Experts say leave the July 4 celebrations to the pros

FRIDAY, July 4 (HealthDay News) -- Fireworks can be breathtaking spectacles, creating glittering showers of sparks and earth-rumbling booms that thrill people for miles around.

Backyard fireworks can produce their own thrills, but mainly for young boys who love to blow stuff up. And therein lies the danger.

"The natural predisposition for kids is to make the biggest bang in the most cleverly engineered ways possible," said Dr. Tim Stout, an ophthalmologist with Oregon Health & Science University Hospital in Portland. "They try to set up big explosions, and those are the kinds that can cause serious injury."

The truth is, experts say, fireworks are only truly safe when someone else -- preferably a trained professional miles from you -- is setting them off.

Fireworks caused an estimated 9,200 injuries that required treatment in U.S. hospital emergency rooms in 2006, according to the U.S. Consumer Product Safety Commission.

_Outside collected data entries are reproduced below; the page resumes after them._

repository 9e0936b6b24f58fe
pub mod http_transport;
pub mod link_store;
pub mod snapshot_store;
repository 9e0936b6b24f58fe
pub mod http;
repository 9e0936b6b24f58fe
use async_trait::async_trait;

use crate::application::ports::link_store::StoreError;
use crate::domain::links::link::Snapshot;

/// Whole-document persistence: every mutation rewrites the full snapshot.
#[async_trait]
pub trait SnapshotStore: Send + Sync {
    fn backend_name(&self) -> &'static str;
    async fn load(&self) -> Result<Snapshot, StoreError>;
    /// Persists `snapshot` with a fresh `lastUpdate` and returns what was written.
    async fn save(&self, snapshot: Snapshot) -> Result<Snapshot, StoreError>;
}

/// What a snapshot-backed store does when its remote backend is unavailable.
#[derive(Debug, Clone, Copy, PartialEq, Eq, Default)]
pub enum FailurePolicy {
    /// Surface the error to the caller.
    #[default]
    Fail,
    /// Log it and serve or persist through the local store instead.
    FallbackLocal,
}

impl FailurePolicy {
    pub fn parse(raw: &str) -> Option<Self> {
        match raw.trim().to_ascii_lowercase().as_str() {
            "fail" => Some(Self::Fail),
            "fallback-local" | "fallback_local" | "local" => Some(Self::FallbackLocal),
            _ => None,
        }
    }

    pub fn as_str(self) -> &'static str {
        match self {
            Self::Fail => "fail",
            Self::FallbackLocal => "fallback-local",
        }
    }
}
use std::sync::Arc;

use crate::application::ports::http_transport::HttpTransport;
use crate::application::ports::link_store::LinkStore;
use crate::bootstrap::config::Config;

#[derive(Clone)]
pub struct AppContext {
    pub cfg: Config,
    services: Arc<AppServices>,
}

#[derive(Clone)]
pub struct AppServices {
    link_store: Arc<dyn LinkStore>,
    transport: Arc<dyn HttpTransport>,
}

impl AppServices {
    pub fn new(link_store: Arc<dyn LinkStore>, transport: Arc<dyn HttpTransport>) -> Self {
        Self {
            link_store,
            transport,
        }
    }
}

impl AppContext {
    pub fn new(cfg: Config, services: AppServices) -> Self {
        Self {
            cfg,
            services: Arc::new(services),
        }
    }

    pub fn link_store(&self) -> Arc<dyn LinkStore> {
        self.services.link_store.clone()
    }

    pub fn transport(&self) -> Arc<dyn HttpTransport> {
        self.services.transport.clone()
    }
}
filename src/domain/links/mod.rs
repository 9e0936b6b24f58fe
pub mod link;
use crate::application::ports::http_transport::HttpResponse;
use crate::application::ports::link_store::StoreError;

/// Rebuilds a `StoreError` from a failed `{error: "..."}` response of one of
/// our own endpoints (`/api/data`, `/api/github-proxy`).
pub(crate) fn error_from_envelope(context: &str, resp: &HttpResponse) -> StoreError {
    let message = serde_json::from_str::<serde_json::Value>(&resp.body)
        .ok()
        .and_then(|v| v.get("error").and_then(|e| e.as_str()).map(str::to_string))
        .unwrap_or_else(|| context.to_string());
    match resp.status {
        400 => StoreError::Validation(message),
        401 | 403 => StoreError::Auth {
            status: resp.status,
            message,
        },
        404 => StoreError::NotFound(message),
        status => StoreError::backend(context, status, message),
    }
}
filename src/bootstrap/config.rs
use std::collections::HashMap;
use std::env;
use std::fmt;

use crate::application::ports::snapshot_store::FailurePolicy;
use crate::infrastructure::storage::gist::{GITHUB_API_BASE, GithubAuthScheme};

/// The single storage strategy chosen at startup.
#[derive(Clone)]
pub enum StorageBackend {
    Supabase { url: String, anon_key: String },
    /// Another deployment's `/api/data` handler.
    DataApi { base_url: String },
    GistProxy { proxy_url: String, gist_id: String },
    Gist { gist_id: String, token: String },
    Local,
    /// Settings for the chosen backend are missing; every call fails with this reason.
    Unconfigured { reason: String },
}

impl StorageBackend {
    pub fn name(&self) -> &'static str {
        match self {
            StorageBackend::Supabase { .. } => "supabase",
            StorageBackend::DataApi { .. } => "api",
            StorageBackend::GistProxy { .. } => "gist-proxy",
            StorageBackend::Gist { .. } => "gist",
            StorageBackend::Local => "local",
            StorageBackend::Unconfigured { .. } => "unconfigured",
        }
    }

    pub fn is_snapshot_backed(&self) -> bool {
        matches!(
            self,
            StorageBackend::GistProxy { .. } | StorageBackend::Gist { .. } | StorageBackend::Local
        )
    }
}

// Keeps keys and tokens out of the startup log.
impl fmt::Debug for StorageBackend {
    fn fmt(&self, f: &mut fmt::Formatter<'_>) -> fmt::Result {
        match self {
            StorageBackend::Supabase { url, .. } => f
                .debug_struct("Supabase")
                .field("url", url)
                .field("anon_key", &"<redacted>")
                .finish(),
            StorageBackend::DataApi { base_url } => {
                f.debug_struct("DataApi").field("base_url", base_url).finish()
            }
            StorageBackend::GistProxy { proxy_url, gist_id } => f
                .debug_struct("GistProxy")
                .field("proxy_url", proxy_url)
                .field("gist_id", gist_id)
                .finish(),
            StorageBackend::Gist { gist_id, .. } => f
                .debug_struct("Gist")
                .field("gist_id", gist_id)
                .field("token", &"<redacted>")
                .finish(),
            StorageBackend::Local => f.write_str("Local"),
            StorageBackend::Unconfigured { reason } => f
                .debug_struct("Unconfigured")
                .field("reason", reason)
                .finish(),
        }
    }
}

#[derive(Clone)]
pub struct GithubSettings {
    pub api_base: String,
    pub token: Option<String>,
    pub scheme: GithubAuthScheme,
    /// Used by the Gist proxy endpoint when a request names no Gist.
    pub default_gist_id: Option<String>,
}

impl fmt::Debug for GithubSettings {
    fn fmt(&self, f: &mut fmt::Formatter<'_>) -> fmt::Result {
        f.debug_struct("GithubSettings")
            .field("api_base", &self.api_base)
            .field("token", &self.token.as_ref().map(|_| "<redacted>"))
            .field("scheme", &self.scheme)
            .field("default_gist_id", &self.default_gist_id)
            .finish()
    }
}

#[derive(Clone, Debug)]
pub struct Config {
    pub api_port: u16,
    pub storage_backend: StorageBackend,
    pub on_failure: FailurePolicy,
    pub local_store_dir: String,
    pub github: GithubSettings,
}

struct Vars<F: Fn(&str) -> Option<String>> {
    lookup: F,
}

impl<F: Fn(&str) -> Option<String>> Vars<F> {
    /// Trimmed, non-empty value of `name`, falling back to the `VITE_`-prefixed
    /// name the front-end build uses.
    fn get(&self, name: &str) -> Option<String> {
        [name.to_string(), format!("VITE_{name}")]
            .iter()
            .filter_map(|key| (self.lookup)(key))
            .map(|v| v.trim().to_string())
            .find(|v| !v.is_empty())
    }

    fn supabase(&self) -> Option<StorageBackend> {
        Some(StorageBackend::Supabase {
            url: self.get("SUPABASE_URL")?,
            anon_key: self.get("SUPABASE_ANON_KEY")?,
        })
    }

    fn data_api(&self) -> Option<StorageBackend> {
        Some(StorageBackend::DataApi {
            base_url: self.get("API_BASE_URL")?,
        })
    }

    /// The proxy URL alone selects the proxy; a missing Gist id surfaces as a
    /// configuration error on the first call.
    fn gist_proxy(&self) -> Option<StorageBackend> {
        Some(StorageBackend::GistProxy {
            proxy_url: self.get("API_PROXY_URL")?,
            gist_id: self.get("GIST_ID").unwrap_or_default(),
        })
    }

    fn gist(&self) -> Option<StorageBackend> {
        Some(StorageBackend::Gist {
            gist_id: self.get("GIST_ID")?,
            token: self.get("GITHUB_TOKEN")?,
        })
    }
}

fn missing(reason: &str, policy: FailurePolicy) -> StorageBackend {
    match policy {
        FailurePolicy::Fail => StorageBackend::Unconfigured {
            reason: reason.to_string(),
        },
        FailurePolicy::FallbackLocal => {
            tracing::warn!(reason, "storage_not_configured_using_local_store");
            StorageBackend::Local
        }
    }
}

fn resolve_backend<F: Fn(&str) -> Option<String>>(
    vars: &Vars<F>,
    policy: FailurePolicy,
) -> anyhow::Result<StorageBackend> {
    const SUPABASE: &str =
        "Supabase is not configured, set SUPABASE_URL and SUPABASE_ANON_KEY";
    const DATA_API: &str = "API is not configured, set API_BASE_URL";
    const GIST_PROXY: &str = "Gist proxy is not configured, set API_PROXY_URL";
    const GIST: &str = "GitHub Gist is not configured, set GIST_ID and GITHUB_TOKEN";

    let explicit = vars.get("STORAGE_BACKEND").map(|v| v.to_ascii_lowercase());
    let backend = match explicit.as_deref() {
        Some("supabase") => vars.supabase().unwrap_or_else(|| missing(SUPABASE, policy)),
        Some("api") => vars.data_api().unwrap_or_else(|| missing(DATA_API, policy)),
        Some("gist-proxy") => vars.gist_proxy().unwrap_or_else(|| missing(GIST_PROXY, policy)),
        Some("gist") => vars.gist().unwrap_or_else(|| missing(GIST, policy)),
        Some("local") => StorageBackend::Local,
        Some(other) => anyhow::bail!(
            "unknown STORAGE_BACKEND `{other}` (expected supabase, api, gist-proxy, gist or local)"
        ),
        // Inferred once here, never at call sites.
        None => vars
            .supabase()
            .or_else(|| vars.data_api())
            .or_else(|| vars.gist_proxy())
            .or_else(|| vars.gist())
            .unwrap_or_else(|| missing(SUPABASE, policy)),
    };
    Ok(backend)
}

impl Config {
    pub fn from_env() -> anyhow::Result<Self> {
        Self::from_lookup(|key| env::var(key).ok())
    }

    pub fn from_map(map: &HashMap<String, String>) -> anyhow::Result<Self> {
        Self::from_lookup(|key| map.get(key).cloned())
    }

    pub fn from_lookup<F: Fn(&str) -> Option<String>>(lookup: F) -> anyhow::Result<Self> {
        let vars = Vars { lookup };

        let api_port = vars
            .get("API_PORT")
            .and_then(|s| s.parse().ok())
            .unwrap_or(8888);
        let on_failure = match vars.get("STORAGE_ON_FAILURE") {
            Some(raw) => FailurePolicy::parse(&raw).ok_or_else(|| {
                anyhow::anyhow!("STORAGE_ON_FAILURE must be `fail` or `fallback-local`, got `{raw}`")
            })?,
            None => FailurePolicy::default(),
        };
        let scheme = match vars.get("GITHUB_AUTH_SCHEME") {
            Some(raw) => GithubAuthScheme::parse(&raw).ok_or_else(|| {
                anyhow::anyhow!("GITHUB_AUTH_SCHEME must be `bearer` or `token`, got `{raw}`")
            })?,
            None => GithubAuthScheme::default(),
        };
        let github = GithubSettings {
            api_base: vars
                .get("GITHUB_API_URL")
                .unwrap_or_else(|| GITHUB_API_BASE.to_string()),
            token: vars.get("GITHUB_TOKEN"),
            scheme,
            default_gist_id: vars.get("GIST_ID"),
        };
        let local_store_dir = vars
            .get("LOCAL_STORE_DIR")
            .unwrap_or_else(|| "./data".into());
        let storage_backend = resolve_backend(&vars, on_failure)?;

        Ok(Self {
            api_port,
            storage_backend,
            on_failure,
            local_store_dir,
            github,
        })
    }
}
use crate::application::ports::link_store::{IncrementOutcome, LinkStore, StoreError};
use crate::domain::links::link::LinkId;

pub struct IncrementDownload<'a, S: LinkStore + ?Sized> {
    pub store: &'a S,
}

impl<'a, S: LinkStore + ?Sized> IncrementDownload<'a, S> {
    pub async fn execute(&self, id: Option<LinkId>) -> Result<IncrementOutcome, StoreError> {
        let id = super::require_id(id)?;
        self.store.increment_download(&id).await
    }
}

Seven out of 10 of those injuries -- approximately 6,400 -- occurred during the one-month period surrounding the Fourth of July.

The damage isn't limited to life and limb, either. In 2004, fireworks started an estimated 1,600 structure fires and 600 vehicle fires, according to the National Fire Protection Association, resulting in 20 injuries and $21 million in direct property damage.

Groups like Prevent Blindness America and the National Fire Protection Association take a hard line on fireworks, telling people there's no safe way to use them yourself.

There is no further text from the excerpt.